— TASK INSTRUCTIONS —
Would you transcribe the data word for word?

(RECORDS FOR THIS EXERCISE)

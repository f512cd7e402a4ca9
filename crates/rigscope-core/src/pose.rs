//! Camera parameters and pose resolution.
//!
//! Raw extrinsics arrive as a row-major 4x4 matrix in dataset units (usually
//! millimeters). [`resolve`] turns that into a [`ResolvedPose`] in scene units:
//! translation scaled by `trans_scale`, rotation as [`EulerXyz`] (never scaled).

use glam::{DMat4, DVec2, DVec3};
use serde::{Deserialize, Serialize};

use crate::euler::{decompose, matrix_from_rows, rigid_inverse, EulerXyz, RigidityCheck};

/// Pinhole intrinsics in pixel units.
#[derive(Debug, Clone, Copy, PartialEq, Serialize, Deserialize)]
pub struct Intrinsics {
    /// Focal length along x.
    pub fx: f64,
    /// Focal length along y.
    pub fy: f64,
    /// Principal point x.
    pub cx: f64,
    /// Principal point y.
    pub cy: f64,
}

impl Intrinsics {
    /// Creates new intrinsics.
    #[must_use]
    pub const fn new(fx: f64, fy: f64, cx: f64, cy: f64) -> Self {
        Self { fx, fy, cx, cy }
    }

    /// Parses the `[fx, fy, cx, cy]` layout used by datasets.
    ///
    /// Returns `None` unless there are exactly four finite values.
    #[must_use]
    pub fn from_slice(values: &[f64]) -> Option<Self> {
        match values {
            [fx, fy, cx, cy] if values.iter().all(|v| v.is_finite()) => {
                Some(Self::new(*fx, *fy, *cx, *cy))
            }
            _ => None,
        }
    }

    /// Returns `[fx, fy, cx, cy]`.
    #[must_use]
    pub fn to_array(&self) -> [f64; 4] {
        [self.fx, self.fy, self.cx, self.cy]
    }
}

/// Independent unit-conversion multipliers for one camera.
#[derive(Debug, Clone, Copy, PartialEq, Serialize, Deserialize)]
#[serde(default)]
pub struct ScaleFactors {
    /// Applied to the extrinsics translation.
    pub trans_scale: f64,
    /// Applied to camera-local keypoints before they are rotated into the world.
    pub points_scale: f64,
    /// Applied to `fx` when placing the image plane.
    pub focal_scale: f64,
}

impl Default for ScaleFactors {
    fn default() -> Self {
        Self {
            trans_scale: 1.0,
            points_scale: 1.0,
            focal_scale: 0.001,
        }
    }
}

/// Which way the dataset's extrinsics matrix maps points.
#[derive(Debug, Clone, Copy, PartialEq, Eq, Serialize, Deserialize, Default)]
pub enum ExtrinsicsConvention {
    /// Camera-local points map into the world; the translation column is the
    /// camera center.
    #[default]
    CameraToWorld,
    /// World points map into the camera; the rigid inverse is taken first.
    WorldToCamera,
}

/// A position plus XYZ orientation. Used for live camera poses, image planes,
/// and renderer object transforms.
#[derive(Debug, Clone, Copy, PartialEq, Default, Serialize, Deserialize)]
pub struct Placement {
    /// Position in scene units.
    pub translation: DVec3,
    /// Orientation.
    pub rotation: EulerXyz,
}

impl Placement {
    /// Identity placement at the origin.
    pub const IDENTITY: Self = Self {
        translation: DVec3::ZERO,
        rotation: EulerXyz::ZERO,
    };

    /// Creates a placement.
    #[must_use]
    pub const fn new(translation: DVec3, rotation: EulerXyz) -> Self {
        Self {
            translation,
            rotation,
        }
    }

    /// A placement with no rotation.
    #[must_use]
    pub const fn at(translation: DVec3) -> Self {
        Self::new(translation, EulerXyz::ZERO)
    }

    /// Maps a local point into the world: rotate, then translate.
    #[must_use]
    pub fn transform_point(&self, local: DVec3) -> DVec3 {
        self.rotation.rotate(local) + self.translation
    }

    /// Maps a world point into this frame.
    #[must_use]
    pub fn inverse_transform_point(&self, world: DVec3) -> DVec3 {
        self.rotation.to_matrix().transpose() * (world - self.translation)
    }

    /// Returns true if translation and rotation are finite.
    #[must_use]
    pub fn is_finite(&self) -> bool {
        self.translation.is_finite() && self.rotation.is_finite()
    }

    /// Returns the equivalent 4x4 matrix.
    #[must_use]
    pub fn to_matrix(&self) -> DMat4 {
        crate::euler::compose(self.translation, self.rotation)
    }
}

/// A camera's pose in scene units.
///
/// `translation` and `rotation` are the live state. `matrix` is the snapshot
/// the pose was resolved from and goes stale after the first edit.
#[derive(Debug, Clone, Copy, PartialEq)]
pub struct ResolvedPose {
    /// Camera center in scene units.
    pub translation: DVec3,
    /// Camera orientation.
    pub rotation: EulerXyz,
    matrix: DMat4,
    edited: bool,
}

impl ResolvedPose {
    /// Creates a pose directly from a placement (the matrix is composed from it).
    #[must_use]
    pub fn from_placement(placement: Placement) -> Self {
        Self {
            translation: placement.translation,
            rotation: placement.rotation,
            matrix: placement.to_matrix(),
            edited: false,
        }
    }

    /// Returns the live translation and rotation.
    #[must_use]
    pub fn placement(&self) -> Placement {
        Placement::new(self.translation, self.rotation)
    }

    /// Replaces the live translation and rotation.
    ///
    /// The source matrix is no longer available afterwards.
    pub fn set_placement(&mut self, placement: Placement) {
        self.translation = placement.translation;
        self.rotation = placement.rotation;
        self.edited = true;
    }

    /// The matrix this pose was resolved from, in dataset units.
    ///
    /// Returns `None` once the pose has been edited.
    #[must_use]
    pub fn source_matrix(&self) -> Option<&DMat4> {
        (!self.edited).then_some(&self.matrix)
    }
}

/// The result of [`resolve`]: the pose plus how rigid the input was.
#[derive(Debug, Clone, Copy)]
pub struct Resolution {
    /// The resolved pose.
    pub pose: ResolvedPose,
    /// Rigidity measurement of the input matrix.
    pub rigidity: RigidityCheck,
    /// Whether the rigidity check passed the requested tolerance.
    pub is_rigid: bool,
}

/// Resolves a row-major extrinsics matrix into a scene-space pose.
///
/// Non-rigid input is not rejected: the pose is decomposed best-effort and
/// `is_rigid` is false so the caller can report it.
#[must_use]
pub fn resolve(
    rows: &[[f64; 4]; 4],
    convention: ExtrinsicsConvention,
    scale: &ScaleFactors,
    rigid_tolerance: f64,
) -> Resolution {
    let raw = matrix_from_rows(rows);
    let rigidity = RigidityCheck::measure(&raw);
    let matrix = match convention {
        ExtrinsicsConvention::CameraToWorld => raw,
        ExtrinsicsConvention::WorldToCamera => rigid_inverse(&raw),
    };

    let (translation, rotation) = decompose(&matrix);
    Resolution {
        pose: ResolvedPose {
            translation: translation * scale.trans_scale,
            rotation,
            matrix,
            edited: false,
        },
        rigidity,
        is_rigid: rigidity.is_rigid(rigid_tolerance),
    }
}

/// Projects a world point to pixel coordinates through a pinhole camera.
///
/// `camera` is the camera-to-world placement. Returns `None` for points on or
/// behind the image plane.
#[must_use]
pub fn project_to_image(
    world: DVec3,
    camera: &Placement,
    intrinsics: &Intrinsics,
) -> Option<DVec2> {
    let local = camera.inverse_transform_point(world);
    if local.z <= f64::EPSILON {
        return None;
    }
    Some(DVec2::new(
        local.x / local.z * intrinsics.fx + intrinsics.cx,
        local.y / local.z * intrinsics.fy + intrinsics.cy,
    ))
}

(End RECORDS FOR THIS EXERCISE)

— TASK RESPONSE —
repository f512cd7e402a4ca9
filename crates/rigscope-core/src/pose.rs
//! Camera parameters and pose resolution.
//!
//! Raw extrinsics arrive as a row-major 4x4 matrix in dataset units (usually
//! millimeters). [`resolve`] turns that into a [`ResolvedPose`] in scene units:
//! translation scaled by `trans_scale`, rotation as [`EulerXyz`] (never scaled).

use glam::{DMat4, DVec2, DVec3};
use serde::{Deserialize, Serialize};

use crate::euler::{decompose, matrix_from_rows, rigid_inverse, EulerXyz, RigidityCheck};

/// Pinhole intrinsics in pixel units.
#[derive(Debug, Clone, Copy, PartialEq, Serialize, Deserialize)]
pub struct Intrinsics {
    /// Focal length along x.
    pub fx: f64,
    /// Focal length along y.
    pub fy: f64,
    /// Principal point x.
    pub cx: f64,
    /// Principal point y.
    pub cy: f64,
}

impl Intrinsics {
    /// Creates new intrinsics.
    #[must_use]
    pub const fn new(fx: f64, fy: f64, cx: f64, cy: f64) -> Self {
        Self { fx, fy, cx, cy }
    }

    /// Parses the `[fx, fy, cx, cy]` layout used by datasets.
    ///
    /// Returns `None` unless there are exactly four finite values.
    #[must_use]
    pub fn from_slice(values: &[f64]) -> Option<Self> {
        match values {
            [fx, fy, cx, cy] if values.iter().all(|v| v.is_finite()) => {
                Some(Self::new(*fx, *fy, *cx, *cy))
            }
            _ => None,
        }
    }

    /// Returns `[fx, fy, cx, cy]`.
    #[must_use]
    pub fn to_array(&self) -> [f64; 4] {
        [self.fx, self.fy, self.cx, self.cy]
    }
}

/// Independent unit-conversion multipliers for one camera.
#[derive(Debug, Clone, Copy, PartialEq, Serialize, Deserialize)]
#[serde(default)]
pub struct ScaleFactors {
    /// Applied to the extrinsics translation.
    pub trans_scale: f64,
    /// Applied to camera-local keypoints before they are rotated into the world.
    pub points_scale: f64,
    /// Applied to `fx` when placing the image plane.
    pub focal_scale: f64,
}

impl Default for ScaleFactors {
    fn default() -> Self {
        Self {
            trans_scale: 1.0,
            points_scale: 1.0,
            focal_scale: 0.001,
        }
    }
}

/// Which way the dataset's extrinsics matrix maps points.
#[derive(Debug, Clone, Copy, PartialEq, Eq, Serialize, Deserialize, Default)]
pub enum ExtrinsicsConvention {
    /// Camera-local points map into the world; the translation column is the
    /// camera center.
    #[default]
    CameraToWorld,
    /// World points map into the camera; the rigid inverse is taken first.
    WorldToCamera,
}

/// A position plus XYZ orientation. Used for live camera poses, image planes,
/// and renderer object transforms.
#[derive(Debug, Clone, Copy, PartialEq, Default, Serialize, Deserialize)]
pub struct Placement {
    /// Position in scene units.
    pub translation: DVec3,
    /// Orientation.
    pub rotation: EulerXyz,
}

impl Placement {
    /// Identity placement at the origin.
    pub const IDENTITY: Self = Self {
        translation: DVec3::ZERO,
        rotation: EulerXyz::ZERO,
    };

    /// Creates a placement.
    #[must_use]
    pub const fn new(translation: DVec3, rotation: EulerXyz) -> Self {
        Self {
            translation,
            rotation,
        }
    }

    /// A placement with no rotation.
    #[must_use]
    pub const fn at(translation: DVec3) -> Self {
        Self::new(translation, EulerXyz::ZERO)
    }

    /// Maps a local point into the world: rotate, then translate.
    #[must_use]
    pub fn transform_point(&self, local: DVec3) -> DVec3 {
        self.rotation.rotate(local) + self.translation
    }

    /// Maps a world point into this frame.
    #[must_use]
    pub fn inverse_transform_point(&self, world: DVec3) -> DVec3 {
        self.rotation.to_matrix().transpose() * (world - self.translation)
    }

    /// Returns true if translation and rotation are finite.
    #[must_use]
    pub fn is_finite(&self) -> bool {
        self.translation.is_finite() && self.rotation.is_finite()
    }

    /// Returns the equivalent 4x4 matrix.
    #[must_use]
    pub fn to_matrix(&self) -> DMat4 {
        crate::euler::compose(self.translation, self.rotation)
    }
}

/// A camera's pose in scene units.
///
/// `translation` and `rotation` are the live state. `matrix` is the snapshot
/// the pose was resolved from and goes stale after the first edit.
#[derive(Debug, Clone, Copy, PartialEq)]
pub struct ResolvedPose {
    /// Camera center in scene units.
    pub translation: DVec3,
    /// Camera orientation.
    pub rotation: EulerXyz,
    matrix: DMat4,
    edited: bool,
}

impl ResolvedPose {
    /// Creates a pose directly from a placement (the matrix is composed from it).
    #[must_use]
    pub fn from_placement(placement: Placement) -> Self {
        Self {
            translation: placement.translation,
            rotation: placement.rotation,
            matrix: placement.to_matrix(),
            edited: false,
        }
    }

    /// Returns the live translation and rotation.
    #[must_use]
    pub fn placement(&self) -> Placement {
        Placement::new(self.translation, self.rotation)
    }

    /// Replaces the live translation and rotation.
    ///
    /// The source matrix is no longer available afterwards.
    pub fn set_placement(&mut self, placement: Placement) {
        self.translation = placement.translation;
        self.rotation = placement.rotation;
        self.edited = true;
    }

    /// The matrix this pose was resolved from, in dataset units.
    ///
    /// Returns `None` once the pose has been edited.
    #[must_use]
    pub fn source_matrix(&self) -> Option<&DMat4> {
        (!self.edited).then_some(&self.matrix)
    }
}

/// The result of [`resolve`]: the pose plus how rigid the input was.
#[derive(Debug, Clone, Copy)]
pub struct Resolution {
    /// The resolved pose.
    pub pose: ResolvedPose,
    /// Rigidity measurement of the input matrix.
    pub rigidity: RigidityCheck,
    /// Whether the rigidity check passed the requested tolerance.
    pub is_rigid: bool,
}

/// Resolves a row-major extrinsics matrix into a scene-space pose.
///
/// Non-rigid input is not rejected: the pose is decomposed best-effort and
/// `is_rigid` is false so the caller can report it.
#[must_use]
pub fn resolve(
    rows: &[[f64; 4]; 4],
    convention: ExtrinsicsConvention,
    scale: &ScaleFactors,
    rigid_tolerance: f64,
) -> Resolution {
    let raw = matrix_from_rows(rows);
    let rigidity = RigidityCheck::measure(&raw);
    let matrix = match convention {
        ExtrinsicsConvention::CameraToWorld => raw,
        ExtrinsicsConvention::WorldToCamera => rigid_inverse(&raw),
    };

    let (translation, rotation) = decompose(&matrix);
    Resolution {
        pose: ResolvedPose {
            translation: translation * scale.trans_scale,
            rotation,
            matrix,
            edited: false,
        },
        rigidity,
        is_rigid: rigidity.is_rigid(rigid_tolerance),
    }
}

/// Projects a world point to pixel coordinates through a pinhole camera.
///
/// `camera` is the camera-to-world placement. Returns `None` for points on or
/// behind the image plane.
#[must_use]
pub fn project_to_image(
    world: DVec3,
    camera: &Placement,
    intrinsics: &Intrinsics,
) -> Option<DVec2> {
    let local = camera.inverse_transform_point(world);
    if local.z <= f64::EPSILON {
        return None;
    }
    Some(DVec2::new(
        local.x / local.z * intrinsics.fx + intrinsics.cx,
        local.y / local.z * intrinsics.fy + intrinsics.cy,
    ))
}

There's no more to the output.